2 CASE DESCRIPTION
A 15-year-old boy presented with recurrent onset dizziness, blurred
vision in both eyes and bilateral limbs weakness for 2 years. During the
attack, he could not stand and fainted onto the ground, then recovered
spontaneously about 5min later, no nausea, no vomiting, no tinnitus, no
hearing loss, no convulsion, and no a history of epilepsia. There were a
total of 3 times of attacks with each interval of 6 months to 1 year,
and the latest attack was 1 month before admitted to hospital. He was
admitted to our hospital on September 02, 2020. Physical examination
showed no cardiorespiratory abnormalities. The subsequent chest x-ray
showed a mass shadow in the right upper lung(Figure 1A). The cardiac
color ultrasound showed no obvious abnormalities, and no patent foramen
ovale was seen. Brain magnetic resonance imaging (MRI) and cerebral
arteries magnetic resonance angiography (MRA) showed no obvious
abnormalities. The contrast-enhanced transcranial doppler (c-TCD)

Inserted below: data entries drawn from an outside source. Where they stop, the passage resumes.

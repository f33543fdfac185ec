//! Typed sync commands.
//!
//! On the wire a command is `{"type", "uuid", "temp_id"?, "args"}`. Here the
//! verb and its args travel together as one [`CommandArgs`] variant, with
//! [`CommandArgs::Other`] carrying verbs this crate does not model.

use serde::de::DeserializeOwned;
use serde::ser::SerializeStruct;
use serde::{Deserialize, Serialize, Serializer};
use serde_json::{Map, Value};
use uuid::Uuid;

use crate::error::TodoistError;
use crate::models::MoveTarget;

#[derive(Debug, Clone, PartialEq, Serialize, Deserialize)]
pub struct IdArgs {
    pub id: String,
}

#[derive(Debug, Clone, PartialEq, Serialize, Deserialize)]
pub struct ItemAddArgs {
    pub content: String,
    #[serde(default, skip_serializing_if = "Option::is_none")]
    pub description: Option<String>,
    #[serde(default, skip_serializing_if = "Option::is_none")]
    pub project_id: Option<String>,
    #[serde(default, skip_serializing_if = "Option::is_none")]
    pub section_id: Option<String>,
    #[serde(default, skip_serializing_if = "Option::is_none")]
    pub parent_id: Option<String>,
    #[serde(default, skip_serializing_if = "Option::is_none")]
    pub labels: Option<Vec<String>>,
    #[serde(default, skip_serializing_if = "Option::is_none")]
    pub priority: Option<u8>,
    #[serde(default, skip_serializing_if = "Option::is_none")]
    pub due: Option<Value>,
    #[serde(flatten)]
    pub extra: Map<String, Value>,
}

/// Changes for one task. Only fields present are sent.
#[derive(Debug, Clone, PartialEq, Serialize, Deserialize)]
pub struct ItemUpdateArgs {
    pub id: String,
    #[serde(default, skip_serializing_if = "Option::is_none")]
    pub content: Option<String>,
    #[serde(default, skip_serializing_if = "Option::is_none")]
    pub description: Option<String>,
    #[serde(default, skip_serializing_if = "Option::is_none")]
    pub priority: Option<u8>,
    #[serde(default, skip_serializing_if = "Option::is_none")]
    pub labels: Option<Vec<String>>,
    #[serde(default, skip_serializing_if = "Option::is_none")]
    pub due: Option<Value>,
    #[serde(default, skip_serializing_if = "Option::is_none")]
    pub duration: Option<Value>,
    #[serde(default, skip_serializing_if = "Option::is_none")]
    pub responsible_uid: Option<String>,
    #[serde(flatten)]
    pub extra: Map<String, Value>,
}

impl ItemUpdateArgs {
    /// Build update args for `id` from a field map in sync-API naming.
    pub fn from_fields(id: &str, fields: &Map<String, Value>) -> Result<Self, TodoistError> {
        let mut args = fields.clone();
        args.insert("id".to_string(), Value::String(id.to_string()));
        parse_args("item_update", Value::Object(args))
    }
}

#[derive(Debug, Clone, PartialEq, Serialize, Deserialize)]
pub struct ItemMoveArgs {
    pub id: String,
    #[serde(flatten)]
    pub target: MoveTarget,
}

#[derive(Debug, Clone, PartialEq, Serialize, Deserialize)]
pub struct ProjectAddArgs {
    pub name: String,
    #[serde(default, skip_serializing_if = "Option::is_none")]
    pub parent_id: Option<String>,
    #[serde(default, skip_serializing_if = "Option::is_none")]
    pub color: Option<String>,
    #[serde(flatten)]
    pub extra: Map<String, Value>,
}

#[derive(Debug, Clone, PartialEq, Serialize, Deserialize)]
pub struct SectionAddArgs {
    pub name: String,
    pub project_id: String,
}

#[derive(Debug, Clone, PartialEq, Serialize, Deserialize)]
pub struct NoteAddArgs {
    pub content: String,
    #[serde(default, skip_serializing_if = "Option::is_none")]
    pub item_id: Option<String>,
    #[serde(default, skip_serializing_if = "Option::is_none")]
    pub project_id: Option<String>,
}

#[derive(Debug, Clone, PartialEq, Serialize, Deserialize)]
pub struct ReminderAddArgs {
    pub item_id: String,
    /// `relative`, `absolute` or `location`.
    #[serde(rename = "type", default, skip_serializing_if = "Option::is_none")]
    pub reminder_type: Option<String>,
    #[serde(default, skip_serializing_if = "Option::is_none")]
    pub due: Option<Value>,
    #[serde(default, skip_serializing_if = "Option::is_none")]
    pub minute_offset: Option<i64>,
    #[serde(flatten)]
    pub extra: Map<String, Value>,
}

#[derive(Debug, Clone, PartialEq, Serialize, Deserialize)]
pub struct SharedLabelRenameArgs {
    pub name_old: String,
    pub name_new: String,
}

#[derive(Debug, Clone, PartialEq, Serialize, Deserialize)]
pub struct SharedLabelRemoveArgs {
    pub name: String,
}

/// A sync command verb with its arguments.
#[derive(Debug, Clone, PartialEq)]
pub enum CommandArgs {
    ItemAdd(ItemAddArgs),
    ItemUpdate(ItemUpdateArgs),
    ItemMove(ItemMoveArgs),
    ItemComplete(IdArgs),
    ItemUncomplete(IdArgs),
    ItemDelete(IdArgs),
    ProjectAdd(ProjectAddArgs),
    SectionAdd(SectionAddArgs),
    NoteAdd(NoteAddArgs),
    ReminderAdd(ReminderAddArgs),
    ReminderDelete(IdArgs),
    SharedLabelRename(SharedLabelRenameArgs),
    SharedLabelRemove(SharedLabelRemoveArgs),
    /// Any verb without a typed variant, passed through untouched.
    Other {
        verb: String,
        args: Map<String, Value>,
    },
}

fn parse_args<T: DeserializeOwned>(verb: &str, args: Value) -> Result<T, TodoistError> {
    serde_json::from_value(args)
        .map_err(|e| TodoistError::Validation(format!("invalid args for {}: {}", verb, e)))
}

impl CommandArgs {
    pub fn verb(&self) -> &str {
        match self {
            Self::ItemAdd(_) => "item_add",
            Self::ItemUpdate(_) => "item_update",
            Self::ItemMove(_) => "item_move",
            Self::ItemComplete(_) => "item_complete",
            Self::ItemUncomplete(_) => "item_uncomplete",
            Self::ItemDelete(_) => "item_delete",
            Self::ProjectAdd(_) => "project_add",
            Self::SectionAdd(_) => "section_add",
            Self::NoteAdd(_) => "note_add",
            Self::ReminderAdd(_) => "reminder_add",
            Self::ReminderDelete(_) => "reminder_delete",
            Self::SharedLabelRename(_) => "shared_label_rename",
            Self::SharedLabelRemove(_) => "shared_label_remove",
            Self::Other { verb, .. } => verb,
        }
    }

    /// Parse wire-level `type` and `args` into a typed variant.
    pub fn from_parts(verb: &str, args: Value) -> Result<Self, TodoistError> {
        let args = match args {
            Value::Null => Value::Object(Map::new()),
            other => other,
        };

        Ok(match verb {
            "item_add" => Self::ItemAdd(parse_args(verb, args)?),
            "item_update" => Self::ItemUpdate(parse_args(verb, args)?),
            "item_move" => Self::ItemMove(parse_args(verb, args)?),
            "item_complete" => Self::ItemComplete(parse_args(verb, args)?),
            "item_uncomplete" => Self::ItemUncomplete(parse_args(verb, args)?),
            "item_delete" => Self::ItemDelete(parse_args(verb, args)?),
            "project_add" => Self::ProjectAdd(parse_args(verb, args)?),
            "section_add" => Self::SectionAdd(parse_args(verb, args)?),
            "note_add" => Self::NoteAdd(parse_args(verb, args)?),
            "reminder_add" => Self::ReminderAdd(parse_args(verb, args)?),
            "reminder_delete" => Self::ReminderDelete(parse_args(verb, args)?),
            "shared_label_rename" => Self::SharedLabelRename(parse_args(verb, args)?),
            "shared_label_remove" => Self::SharedLabelRemove(parse_args(verb, args)?),
            "" => {
                return Err(TodoistError::Validation(
                    "command type must not be empty".to_string(),
                ))
            }
            _ => match args {
                Value::Object(args) => Self::Other {
                    verb: verb.to_string(),
                    args,
                },
                _ => {
                    return Err(TodoistError::Validation(format!(
                        "args for {} must be an object",
                        verb
                    )))
                }
            },
        })
    }
}

impl Serialize for CommandArgs {
    fn serialize<S: Serializer>(&self, serializer: S) -> Result<S::Ok, S::Error> {
        match self {
            Self::ItemAdd(a) => a.serialize(serializer),
            Self::ItemUpdate(a) => a.serialize(serializer),
            Self::ItemMove(a) => a.serialize(serializer),
            Self::ItemComplete(a) | Self::ItemUncomplete(a) | Self::ItemDelete(a) => {
                a.serialize(serializer)
            }
            Self::ProjectAdd(a) => a.serialize(serializer),
            Self::SectionAdd(a) => a.serialize(serializer),
            Self::NoteAdd(a) => a.serialize(serializer),
            Self::ReminderAdd(a) => a.serialize(serializer),
            Self::ReminderDelete(a) => a.serialize(serializer),
            Self::SharedLabelRename(a) => a.serialize(serializer),
            Self::SharedLabelRemove(a) => a.serialize(serializer),
            Self::Other { args, .. } => args.serialize(serializer),
        }
    }
}

/// A command ready for submission, with its uuid assigned.
#[derive(Debug, Clone, PartialEq)]
pub struct SyncCommand {
    pub args: CommandArgs,
    pub uuid: String,
    pub temp_id: Option<String>,
}

impl SyncCommand {
    pub fn new(args: CommandArgs) -> Self {
        Self {
            args,
            uuid: Uuid::new_v4().to_string(),
            temp_id: None,
        }
    }

    pub fn with_temp_id(mut self, temp_id: impl Into<String>) -> Self {
        self.temp_id = Some(temp_id.into());
        self
    }

    pub fn with_uuid(mut self, uuid: impl Into<String>) -> Self {
        self.uuid = uuid.into();
        self
    }

    pub fn verb(&self) -> &str {
        self.args.verb()
    }
}

impl Serialize for SyncCommand {
    fn serialize<S: Serializer>(&self, serializer: S) -> Result<S::Ok, S::Error> {
        let mut state = serializer.serialize_struct("SyncCommand", 4)?;
        state.serialize_field("type", self.args.verb())?;
        state.serialize_field("uuid", &self.uuid)?;
        match self.temp_id {
            Some(ref temp_id) => state.serialize_field("temp_id", temp_id)?,
            None => state.skip_field("temp_id")?,
        }
        state.serialize_field("args", &self.args)?;
        state.end()
    }
}

#[derive(Debug, Deserialize)]
struct WireCommand {
    #[serde(rename = "type")]
    verb: String,
    #[serde(default)]
    uuid: Option<String>,
    #[serde(default)]
    temp_id: Option<String>,
    #[serde(default)]
    args: Value,
}

/// A caller-supplied command whose uuid may still be missing.
#[derive(Debug, Clone, PartialEq, Deserialize)]
#[serde(try_from = "WireCommand")]
pub struct PendingCommand {
    pub args: CommandArgs,
    pub uuid: Option<String>,
    pub temp_id: Option<String>,
}

impl TryFrom<WireCommand> for PendingCommand {
    type Error = TodoistError;

    fn try_from(wire: WireCommand) -> Result<Self, Self::Error> {
        Ok(Self {
            args: CommandArgs::from_parts(&wire.verb, wire.args)?,
            uuid: wire.uuid.filter(|u| !u.trim().is_empty()),
            temp_id: wire.temp_id.filter(|t| !t.trim().is_empty()),
        })
    }
}

impl PendingCommand {
    /// Assign a fresh uuid when none was given.
    pub fn into_command(self) -> SyncCommand {
        SyncCommand {
            args: self.args,
            uuid: self.uuid.unwrap_or_else(|| Uuid::new_v4().to_string()),
            temp_id: self.temp_id,
        }
    }
}

impl From<SyncCommand> for PendingCommand {
    fn from(command: SyncCommand) -> Self {
        Self {
            args: command.args,
            uuid: Some(command.uuid),
            temp_id: command.temp_id,
        }
    }
}

#[cfg(test)]
mod tests {
    use super::*;
    use serde_json::json;

    #[test]
    fn serializes_to_wire_shape() {
        let command = SyncCommand::new(CommandArgs::ItemComplete(IdArgs { id: "42".into() }))
            .with_uuid("u-1");

        assert_eq!(
            serde_json::to_value(&command).unwrap(),
            json!({"type": "item_complete", "uuid": "u-1", "args": {"id": "42"}})
        );
    }

    #[test]
    fn temp_id_is_emitted_when_present() {
        let command = SyncCommand::new(CommandArgs::SectionAdd(SectionAddArgs {
            name: "Backlog".into(),
            project_id: "7".into(),
        }))
        .with_uuid("u-2")
        .with_temp_id("tmp-section");

        let value = serde_json::to_value(&command).unwrap();
        assert_eq!(value["temp_id"], "tmp-section");
        assert_eq!(value["args"]["name"], "Backlog");
    }

    #[test]
    fn pending_command_parses_typed_verb() {
        let pending: PendingCommand = serde_json::from_value(json!({
            "type": "item_add",
            "temp_id": "t1",
            "args": {"content": "Write tests", "priority": 3, "child_order": 2}
        }))
        .unwrap();

        match pending.args {
            CommandArgs::ItemAdd(ref args) => {
                assert_eq!(args.content, "Write tests");
                assert_eq!(args.priority, Some(3));
                assert_eq!(args.extra.get("child_order"), Some(&json!(2)));
            }
            ref other => panic!("unexpected variant: {:?}", other),
        }
        assert!(pending.uuid.is_none());
        assert_eq!(pending.temp_id.as_deref(), Some("t1"));
    }

    #[test]
    fn unknown_verb_falls_back_to_other() {
        let pending: PendingCommand = serde_json::from_value(json!({
            "type": "filter_add",
            "uuid": "abc",
            "args": {"name": "Urgent", "query": "p1"}
        }))
        .unwrap();

        assert_eq!(pending.args.verb(), "filter_add");
        let command = pending.into_command();
        assert_eq!(command.uuid, "abc");
        assert_eq!(
            serde_json::to_value(&command).unwrap()["args"],
            json!({"name": "Urgent", "query": "p1"})
        );
    }

    #[test]
    fn typed_verb_with_missing_args_is_rejected() {
        let result: Result<PendingCommand, _> =
            serde_json::from_value(json!({"type": "item_complete", "args": {}}));
        assert!(result.is_err());
    }

    #[test]
    fn into_command_assigns_distinct_uuids() {
        let make = || PendingCommand {
            args: CommandArgs::ItemDelete(IdArgs { id: "1".into() }),
            uuid: None,
            temp_id: None,
        };
        let a = make().into_command();
        let b = make().into_command();
        assert!(!a.uuid.is_empty());
        assert_ne!(a.uuid, b.uuid);
    }

    #[test]
    fn item_update_from_fields_types_known_keys() {
        let mut fields = Map::new();
        fields.insert("priority".into(), json!(4));
        fields.insert("labels".into(), json!(["home"]));
        fields.insert("day_order".into(), json!(1));

        let args = ItemUpdateArgs::from_fields("99", &fields).unwrap();
        assert_eq!(args.id, "99");
        assert_eq!(args.priority, Some(4));
        assert_eq!(args.labels, Some(vec!["home".to_string()]));
        assert_eq!(args.extra.get("day_order"), Some(&json!(1)));
    }
}
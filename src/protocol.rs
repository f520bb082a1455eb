//! Ultra Text Protocol (UTP): a line-oriented command loop for front ends.
//!
//! The protocol follows the conventions of the Go Text Protocol: every
//! command line may start with a numeric id, a success is answered with
//! `=[id] response` and a failure with `?[id] message`, each followed by a
//! blank line. Moves use the global notation of [`crate::board`] (`e5`).
//!
//! ## Supported Commands
//!
//! - `name`, `version`, `protocol_version`
//! - `list_commands`, `known_command <cmd>`
//! - `quit`
//! - `clear_board [x|o]` - Start a new game, `x` moving first by default
//! - `depth <n>` - Set the search depth (1..=10)
//! - `play <side> <move>` - Play a move for the side to move
//! - `genmove <side>` - Search, play and print a move
//! - `undo` - Take back the last move
//! - `showboard` - Print the board, whose turn it is and the moves so far
//! - `legal_moves` - List the legal moves
//! - `evaluate` - Static evaluation of the current board
//! - `final_status` - `X wins`, `O wins`, `draw` or `undecided`
//!
//! ## Example
//!
//! ```
//! use ultra_ttt::protocol::UtpEngine;
//!
//! let mut engine = UtpEngine::with_depth(2);
//! let mut out = Vec::new();
//! engine.run("1 play x e5\n2 genmove o\n".as_bytes(), &mut out).unwrap();
//! let text = String::from_utf8(out).unwrap();
//! assert!(text.contains("=1"));
//! assert!(text.contains("=2 "));
//! ```

use std::io::{BufRead, Write};

use anyhow::{Context, Result};
use tracing::{trace, warn};

use crate::board::{Move, Side};
use crate::constants::{DEFAULT_DEPTH, MAX_DEPTH, MIN_DEPTH};
use crate::position::Game;
use crate::search::Searcher;

/// The list of known commands.
const KNOWN_COMMANDS: &[&str] = &[
    "clear_board",
    "depth",
    "evaluate",
    "final_status",
    "genmove",
    "known_command",
    "legal_moves",
    "list_commands",
    "name",
    "play",
    "protocol_version",
    "quit",
    "showboard",
    "undo",
    "version",
];

/// Reply to one command: `Ok` for `=`, `Err` for `?`.
type Reply = std::result::Result<String, String>;

/// Protocol engine state.
pub struct UtpEngine {
    /// Current game
    game: Game,
    /// Search depth used by `genmove`
    depth: u32,
    searcher: Searcher,
}

impl Default for UtpEngine {
    fn default() -> Self {
        Self::new()
    }
}

impl UtpEngine {
    /// Create an engine searching at the default depth.
    pub fn new() -> Self {
        Self::with_depth(DEFAULT_DEPTH)
    }

    /// Create an engine searching `depth` plies per move.
    pub fn with_depth(depth: u32) -> Self {
        Self {
            game: Game::default(),
            depth: depth.clamp(MIN_DEPTH, MAX_DEPTH),
            searcher: Searcher::new(),
        }
    }

    pub fn game(&self) -> &Game {
        &self.game
    }

    /// Run the command loop until `quit` or end of input.
    pub fn run<R: BufRead, W: Write>(&mut self, input: R, mut output: W) -> Result<()> {
        for line in input.lines() {
            let line = line.context("failed to read command")?;

            // Skip empty lines and comments
            let line = line.trim();
            if line.is_empty() || line.starts_with('#') {
                continue;
            }

            let (id, command_line) = Self::parse_id(line);
            let parts: Vec<&str> = command_line.split_whitespace().collect();
            let Some((command, args)) = parts.split_first() else {
                continue;
            };
            let command = command.to_lowercase();
            trace!(?id, %command, ?args, "command");

            let reply = self.execute(&command, args);
            let id_str = id.map(|i| i.to_string()).unwrap_or_default();
            let written = match reply {
                Ok(message) => writeln!(output, "={id_str} {message}\n"),
                Err(message) => {
                    warn!(%command, %message, "command failed");
                    writeln!(output, "?{id_str} {message}\n")
                }
            };
            written.context("failed to write response")?;
            output.flush().context("failed to flush response")?;

            if command == "quit" {
                break;
            }
        }
        Ok(())
    }

    /// Split an optional numeric command id from the start of the line.
    fn parse_id(line: &str) -> (Option<u32>, &str) {
        let trimmed = line.trim();
        let end = trimmed
            .find(|c: char| !c.is_ascii_digit())
            .unwrap_or(trimmed.len());
        match trimmed[..end].parse::<u32>() {
            Ok(id) => (Some(id), trimmed[end..].trim()),
            Err(_) => (None, trimmed),
        }
    }

    fn parse_side(arg: Option<&&str>) -> std::result::Result<Side, String> {
        let arg = arg.ok_or("missing argument")?;
        arg.parse::<Side>().map_err(|e| e.to_string())
    }

    /// Execute one command.
    fn execute(&mut self, command: &str, args: &[&str]) -> Reply {
        match command {
            "name" => Ok(env!("CARGO_PKG_NAME").to_string()),

            "version" => Ok(env!("CARGO_PKG_VERSION").to_string()),

            "protocol_version" => Ok("1".to_string()),

            "list_commands" => Ok(KNOWN_COMMANDS.join("\n")),

            "known_command" => {
                let cmd = args.first().ok_or("missing argument")?;
                let known = KNOWN_COMMANDS.contains(&cmd.to_lowercase().as_str());
                Ok(known.to_string())
            }

            "quit" => Ok(String::new()),

            "clear_board" => {
                let first = if args.is_empty() {
                    Side::X
                } else {
                    Self::parse_side(args.first())?
                };
                self.game.clear(first);
                Ok(String::new())
            }

            "depth" => {
                let arg = args.first().ok_or("missing argument")?;
                match arg.parse::<u32>() {
                    Ok(depth) if (MIN_DEPTH..=MAX_DEPTH).contains(&depth) => {
                        self.depth = depth;
                        Ok(String::new())
                    }
                    Ok(depth) => Err(format!(
                        "depth {depth} is outside {MIN_DEPTH}..={MAX_DEPTH}"
                    )),
                    Err(_) => Err("invalid depth".to_string()),
                }
            }

            "play" => {
                if args.len() < 2 {
                    return Err("missing arguments".to_string());
                }
                let side = Self::parse_side(args.first())?;
                let mv: Move = args[1].parse().map_err(|e: crate::EngineError| e.to_string())?;
                self.game.play(side, mv).map_err(|e| e.to_string())?;
                Ok(String::new())
            }

            "genmove" => {
                let side = Self::parse_side(args.first())?;
                if side != self.game.to_move() {
                    return Err(format!("it is {}'s turn", self.game.to_move()));
                }
                if self.game.is_over() {
                    return Err(format!("game is over: {}", self.game.outcome()));
                }

                let game = &self.game;
                let result = self
                    .searcher
                    .search(game.board(), game.active(), side, self.depth)
                    .map_err(|e| e.to_string())?;
                let Some(mv) = result.best_move else {
                    return Ok("none".to_string());
                };
                self.game.play(side, mv).map_err(|e| e.to_string())?;
                Ok(mv.to_string())
            }

            "undo" => match self.game.undo() {
                Some(_) => Ok(String::new()),
                None => Err("nothing to undo".to_string()),
            },

            "showboard" => {
                let history = self
                    .game
                    .moves()
                    .map(|(side, mv)| format!("{side} {mv}"))
                    .collect::<Vec<_>>()
                    .join(", ");
                Ok(format!(
                    "\n{}to move: {}, active: {}, status: {}\nmoves: {}",
                    self.game.board(),
                    self.game.to_move(),
                    self.game.active(),
                    self.game.outcome(),
                    if history.is_empty() { "none" } else { history.as_str() }
                ))
            }

            "legal_moves" => Ok(self
                .game
                .legal_moves()
                .iter()
                .map(Move::to_string)
                .collect::<Vec<_>>()
                .join(" ")),

            "evaluate" => Ok(format!(
                "{:.1}",
                self.searcher.evaluator().evaluate(self.game.board())
            )),

            "final_status" => Ok(self.game.outcome().to_string()),

            _ => Err(format!("unknown command: {command}")),
        }
    }
}

#[cfg(test)]
mod tests {
    use super::*;
    use crate::board::{ActiveBoard, Pos};

    fn run_script(engine: &mut UtpEngine, script: &str) -> String {
        let mut out = Vec::new();
        engine.run(script.as_bytes(), &mut out).unwrap();
        String::from_utf8(out).unwrap()
    }

    #[test]
    fn test_parse_id_with_id() {
        let (id, cmd) = UtpEngine::parse_id("123 name");
        assert_eq!(id, Some(123));
        assert_eq!(cmd, "name");
    }

    #[test]
    fn test_parse_id_without_id() {
        let (id, cmd) = UtpEngine::parse_id("name");
        assert_eq!(id, None);
        assert_eq!(cmd, "name");
    }

    #[test]
    fn test_name_command() {
        let mut engine = UtpEngine::new();
        assert_eq!(engine.execute("name", &[]), Ok("ultra-ttt".to_string()));
    }

    #[test]
    fn test_known_command() {
        let mut engine = UtpEngine::new();
        assert_eq!(engine.execute("known_command", &["genmove"]), Ok("true".to_string()));
        assert_eq!(engine.execute("known_command", &["komi"]), Ok("false".to_string()));
        assert!(engine.execute("known_command", &[]).is_err());
    }

    #[test]
    fn test_depth_command() {
        let mut engine = UtpEngine::new();
        assert!(engine.execute("depth", &["3"]).is_ok());
        assert_eq!(engine.depth, 3);
        assert!(engine.execute("depth", &["0"]).is_err());
        assert!(engine.execute("depth", &["11"]).is_err());
        assert!(engine.execute("depth", &["deep"]).is_err());
        assert_eq!(engine.depth, 3);
    }

    #[test]
    fn test_play_and_clear() {
        let mut engine = UtpEngine::with_depth(1);
        assert!(engine.execute("play", &["x", "a1"]).is_ok());
        assert_eq!(engine.game().active(), ActiveBoard::At(Pos::new(0, 0).unwrap()));

        // Wrong subboard, wrong side, occupied
        assert!(engine.execute("play", &["o", "e5"]).is_err());
        assert!(engine.execute("play", &["x", "b1"]).is_err());
        assert!(engine.execute("play", &["o", "a1"]).is_err());

        assert!(engine.execute("clear_board", &["o"]).is_ok());
        assert_eq!(engine.game().move_count(), 0);
        assert_eq!(engine.game().to_move(), Side::O);
    }

    #[test]
    fn test_showboard_lists_moves() {
        let mut engine = UtpEngine::with_depth(1);
        let empty = engine.execute("showboard", &[]).unwrap();
        assert!(empty.ends_with("moves: none"));

        engine.execute("play", &["x", "e5"]).unwrap();
        engine.execute("play", &["o", "d4"]).unwrap();
        let reply = engine.execute("showboard", &[]).unwrap();
        assert!(reply.contains("to move: X"));
        assert!(reply.ends_with("moves: X e5, O d4"));
    }

    #[test]
    fn test_genmove_plays_in_active_subboard() {
        let mut engine = UtpEngine::with_depth(2);
        engine.execute("play", &["x", "e5"]).unwrap();
        let reply = engine.execute("genmove", &["o"]).unwrap();
        let mv: Move = reply.parse().unwrap();
        assert_eq!(mv.board, Pos::CENTER);
        assert_eq!(engine.game().move_count(), 2);
        assert!(engine.execute("genmove", &["o"]).is_err());
    }

    #[test]
    fn test_run_formats_responses() {
        let mut engine = UtpEngine::with_depth(1);
        let text = run_script(&mut engine, "# comment\n7 name\nbogus\nundo\nquit\nname\n");
        assert!(text.contains("=7 ultra-ttt\n\n"));
        assert!(text.contains("? unknown command: bogus\n\n"));
        assert!(text.contains("? nothing to undo\n\n"));
        // Nothing after quit is processed
        assert_eq!(text.matches("ultra-ttt").count(), 1);
    }
}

revealed a positive result with a large right-to-left shunt. The
cardiovascular CT angiography (CTA) showed the right upper pulmonary
artery expanded with a diameter of 7.4mm, its
branching vessels thickened and
twisted into an abnormal vascular nest, then directly refluxed into the
right upper pulmonary posterior vein, finaly merged into the right upper
pulmonary vein(Figure 1B,1C, and1D). Blood routine test, blood gas
analysis and coagulation test were normal. TIA induced by PAVF was
considered. The patient underwent embolization therapy of PAVF under
general anesthesia on the third day of hospitalization. Intraoperative
angiography showed a PAVF originated from the right upper pulmonary
branch artery (Figure 2A and 2B), which could not be revealed after
embolization by a vascular plug (Figure 2C and 2D). At 1 year and 2 year
postoperative follow-up, the patient remains clinical stable, no any
symptom of dizziness, blurred vision or poor lower limbs movement.